PJe precisa levar em conta idoso e deficiente visual, decide OAB
Os
Conselhos Seccionais da Ordem dos Advogados do Brasil (OAB) nos Estados
em que estiverem funcionando o processo judicial eletrônico (PJe) devem
exigir a observância das regras do artigo 26 da Lei nº 10.741/2003
(Estatuto do Idoso) e da Lei 10.098/2004 (Lei da Acessibilidade). A
recomendação foi transmitida pelo presidente nacional da OAB, Marcus
Vinicius Furtado, aos presidentes das 27 Seccionais da entidade em todo o
País, destacando o relatório e voto do conselheiro federal Luiz Cláudio
Allemand (ES) nesse sentido, aprovado pela unanimidade do Conselho
Pleno da OAB em sua última sessão.
O
documento contém sete propostas para melhorar a operacionalidade do
PJe, ressaltando a necessidade de se oficiar o Ministério Público
Federal sobre “a infração que está sendo praticada na implementação,
pois não foi possível negociar a observância da regra do artigo 26 da
Lei 10.741/2003, bem como as regras da Lei 10.098, em especial para os
deficientes visuais, regulamentada pelo Decreto nº 5.296/2004”. Conforme
o voto aprovado pelo plenário da OAB Nacional, baseado em relatório do
Encontro Nacional de Presidentes de Comissões de Tecnologia da
Informação dos Conselhos Seccionais, realizado em 28 de fevereiro
último, esses grupos de advogados (idosos e deficientes visuais), pelas
dificuldades impostas atualmente pelo PJe, “encontram-se impedidos de
ter acesso ao Poder Judiciário, seja para advogar em causa própria ou
para terceiros”.
O
artigo 26 da Lei do Idoso afirma que ele “tem direito ao exercício de
atividade profissional respeitadas suas condições físicas, intelectuais e
psíquicas”. Já o deficiente visual, protegido pela Lei da
Acessibilidade, encontra hoje diversas barreiras físicas, arquitetônicas
e de comunicação para acesso às dependências do Poder Judiciário.

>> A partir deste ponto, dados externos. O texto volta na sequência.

//! Natural string representation.
//!
//! This is the form String coercion produces and error messages interpolate.
//! Scalars render bare (no quotes), temporal values render in ISO form, and
//! containers render as compact JSON.

use std::fmt;

use crate::Value;

impl fmt::Display for Value {
    fn fmt(&self, f: &mut fmt::Formatter<'_>) -> fmt::Result {
        match self {
            Self::Null => f.write_str("null"),
            Self::Boolean(b) => write!(f, "{b}"),
            Self::Integer(i) => write!(f, "{i}"),
            Self::Float(v) => write!(f, "{v}"),
            Self::Decimal(d) => write!(f, "{}", d.normalize()),
            Self::Text(t) => f.write_str(t),
            Self::Date(d) => write!(f, "{}", d.format("%Y-%m-%d")),
            Self::Time(t) => write!(f, "{}", t.format("%H:%M:%S%.f")),
            Self::DateTime(dt) => f.write_str(&dt.to_rfc3339()),
            Self::Array(_) | Self::Object(_) => {
                write!(f, "{}", serde_json::Value::from(self.clone()))
            }
        }
    }
}
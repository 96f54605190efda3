//! Nested declaration behavior: hashes, arrays of hashes, arrays of
//! primitives, and arrays of arrays, with failures propagating out of any
//! depth.

use pretty_assertions::assert_eq;
use rust_decimal::Decimal;
use serde_json::json;
use sift_param::prelude::*;

fn body(v: serde_json::Value) -> Value {
    Value::from(v)
}

// ==================== Nested hashes ====================

#[test]
fn nested_hash_declarations_rewrite_in_place() {
    let mut container = body(json!({"book": {"title": "One Hundred Years", "price": "50"}}));
    Params::new(&mut container)
        .param_with(
            "book",
            ValueKind::Object,
            Options::new().required(),
            |book, _| {
                book.param("title", ValueKind::String, Options::new().required())?;
                book.param("price", ValueKind::Integer, Options::new().required())
            },
        )
        .unwrap();
    assert_eq!(
        container,
        body(json!({"book": {"title": "One Hundred Years", "price": 50}}))
    );
}

#[test]
fn nested_numeric_targets_coerce_in_place() {
    let mut container = body(json!({"foo": {"bar": "12345.67890123456", "baz": "9.9"}}));
    let mut params = Params::new(&mut container);
    params
        .param_with(
            "foo",
            ValueKind::Object,
            Options::new().required(),
            |foo, _| {
                foo.param("bar", ValueKind::Decimal, Options::new().required())?;
                foo.param("baz", ValueKind::Float, Options::new().required())
            },
        )
        .unwrap();

    let foo = params.get("foo").and_then(Value::as_object).unwrap();
    assert_eq!(
        foo.get("bar").and_then(Value::as_decimal),
        Some("12345.678901235".parse::<Decimal>().unwrap())
    );
    assert_eq!(foo.get("baz").and_then(Value::as_float), Some(9.9));
}

#[test]
fn missing_inner_required_key_raises() {
    let mut container = body(json!({"book": {"title": "One Hundred Years"}}));
    let err = Params::new(&mut container)
        .param_with(
            "book",
            ValueKind::Object,
            Options::new().required(),
            |book, _| book.param("price", ValueKind::Integer, Options::new().required()),
        )
        .unwrap_err();
    assert_eq!(err.to_string(), "Parameter price is required");
}

#[test]
fn missing_required_outer_hash_raises_before_the_block() {
    let mut container = body(json!({}));
    let err = Params::new(&mut container)
        .param_with(
            "book",
            ValueKind::Object,
            Options::new().required(),
            |book, _| book.param("price", ValueKind::Integer, Options::new().required()),
        )
        .unwrap_err();
    assert_eq!(err.to_string(), "Parameter book is required");
}

#[test]
fn absent_optional_outer_hash_skips_the_block() {
    let mut container = body(json!({}));
    Params::new(&mut container)
        .param_with("book", ValueKind::Object, Options::new(), |book, _| {
            book.param("price", ValueKind::Integer, Options::new().required())
        })
        .unwrap();
    assert_eq!(container, body(json!({})));
}

#[test]
fn inner_optional_keys_may_stay_absent() {
    let mut container = body(json!({"book": {"title": "x"}}));
    Params::new(&mut container)
        .param_with("book", ValueKind::Object, Options::new(), |book, _| {
            book.param("title", ValueKind::String, Options::new())?;
            book.param("price", ValueKind::Integer, Options::new())
        })
        .unwrap();
    assert_eq!(container, body(json!({"book": {"title": "x"}})));
}

#[test]
fn nested_constraints_report_the_inner_key() {
    let mut container = body(json!({"book": {"price": "200"}}));
    let err = Params::new(&mut container)
        .param_with("book", ValueKind::Object, Options::new(), |book, _| {
            book.param("price", ValueKind::Integer, Options::new().max(150))
        })
        .unwrap_err();
    assert_eq!(err.to_string(), "Parameter price cannot be greater than 150");
    assert_eq!(err.param.as_deref(), Some("price"));
}

#[test]
fn hashes_nest_arbitrarily_deep() {
    let mut container = body(json!({"book": {"author": {"age": "70"}}}));
    Params::new(&mut container)
        .param_with("book", ValueKind::Object, Options::new(), |book, _| {
            book.param_with("author", ValueKind::Object, Options::new(), |author, _| {
                author.param("age", ValueKind::Integer, Options::new())
            })
        })
        .unwrap();
    assert_eq!(container, body(json!({"book": {"author": {"age": 70}}})));
}

// ==================== Arrays of hashes ====================

#[test]
fn array_of_hashes_runs_the_block_per_element() {
    let mut container = body(json!({"books": [{"price": "10"}, {"price": "20"}]}));
    Params::new(&mut container)
        .param_with(
            "books",
            ValueKind::Array,
            Options::new().required(),
            |book, index| {
                assert_eq!(index, None);
                book.param("price", ValueKind::Integer, Options::new().required())
            },
        )
        .unwrap();
    assert_eq!(
        container,
        body(json!({"books": [{"price": 10}, {"price": 20}]}))
    );
}

#[test]
fn failing_element_aborts_but_earlier_writes_survive() {
    let mut container = body(json!({"books": [{"price": "10"}, {"price": "x"}]}));
    let err = Params::new(&mut container)
        .param_with("books", ValueKind::Array, Options::new(), |book, _| {
            book.param("price", ValueKind::Integer, Options::new())
        })
        .unwrap_err();
    assert_eq!(err.to_string(), "'x' is not a valid Integer");

    // Fail-fast is not transactional: the first element was rewritten.
    assert_eq!(
        container,
        body(json!({"books": [{"price": 10}, {"price": "x"}]}))
    );
}

// ==================== Arrays of primitives ====================

#[test]
fn primitive_elements_are_addressed_by_index() {
    let mut container = body(json!({"array": ["1", "2"]}));
    Params::new(&mut container)
        .param_with(
            "array",
            ValueKind::Array,
            Options::new().required(),
            |array, index| {
                let index = index.expect("primitive elements carry an index");
                array.param(index, ValueKind::Integer, Options::new().required())
            },
        )
        .unwrap();
    assert_eq!(container, body(json!({"array": [1, 2]})));
}

#[test]
fn null_element_fails_a_required_element_rule() {
    let mut container = body(json!({"array": ["1", null]}));
    let err = Params::new(&mut container)
        .param_with("array", ValueKind::Array, Options::new(), |array, index| {
            let index = index.expect("primitive elements carry an index");
            array.param(index, ValueKind::Integer, Options::new().required())
        })
        .unwrap_err();
    assert_eq!(err.to_string(), "Parameter 1 is required");
}

#[test]
fn delimited_text_coerces_then_recurses_per_element() {
    let mut container = body(json!({"ids": "1,2,3"}));
    Params::new(&mut container)
        .param_with("ids", ValueKind::Array, Options::new(), |ids, index| {
            let index = index.expect("primitive elements carry an index");
            ids.param(index, ValueKind::Integer, Options::new())
        })
        .unwrap();
    assert_eq!(container, body(json!({"ids": [1, 2, 3]})));
}

// ==================== Arrays of arrays ====================

#[test]
fn arrays_of_arrays_recurse_positionally() {
    let mut container = body(json!({"array": [["1", "2"], ["3", "4"]]}));
    Params::new(&mut container)
        .param_with("array", ValueKind::Array, Options::new(), |outer, index| {
            let index = index.expect("array elements carry an index");
            outer.param_with(index, ValueKind::Array, Options::new(), |inner, element| {
                let element = element.expect("primitive elements carry an index");
                inner.param(element, ValueKind::Integer, Options::new())
            })
        })
        .unwrap();
    assert_eq!(container, body(json!({"array": [[1, 2], [3, 4]]})));
}

// ==================== Container constraints ====================

#[test]
fn array_length_constraints_apply_to_elements() {
    let mut container = body(json!({"ids": ["1", "2", "3"]}));
    let err = Params::new(&mut container)
        .param("ids", ValueKind::Array, Options::new().max_length(2))
        .unwrap_err();
    assert_eq!(
        err.to_string(),
        "Parameter ids cannot have length greater than 2"
    );
}

#[test]
fn blank_false_rejects_an_empty_nested_hash() {
    let mut container = body(json!({"book": {}}));
    let err = Params::new(&mut container)
        .param("book", ValueKind::Object, Options::new().blank(false))
        .unwrap_err();
    assert_eq!(err.to_string(), "Parameter book cannot be blank");
}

O
voto do conselheiro Luiz Cláudio Allemand propõe, inclusive, que a
Comissão de Estudos Constitucionais do Conselho Federal da OAB estude o
ajuizamento de ação direta de inconstitucionalidade (ADI) para declarar
ofensa ao artigo XXXV da Constituição Federal nesses casos. De acordo
com tal dispositivo, “a lei não excluirá da apreciação do Poder
Judiciário lesão ou ameaça a direito”.
A
decisão do Pleno da OAB, encaminhada por Marcus Vinicius Furtado a
todos os presidentes de Seccionais, destaca também as críticas da
entidade à forma como vem se desenvolvendo o processo judicial
eletrônico, em sua origem sem a participação da representação da advocacia brasileira. O documento ressalta também a importância da manutenção do processo por meio físico ao
lado do eletrônico e o desenvolvimento do PJe sem açodamento, enquanto
os advogados são estimulados à inclusão digital pela OAB. A
proposição aprovada critica ainda a diversidade de processos judiciais
eletrônicos exitentes no Judiciário brasileiro, sublinhando as
dificuldades que tal fato causa para advocacia e clamando pela
unificação de procedimentos básicos.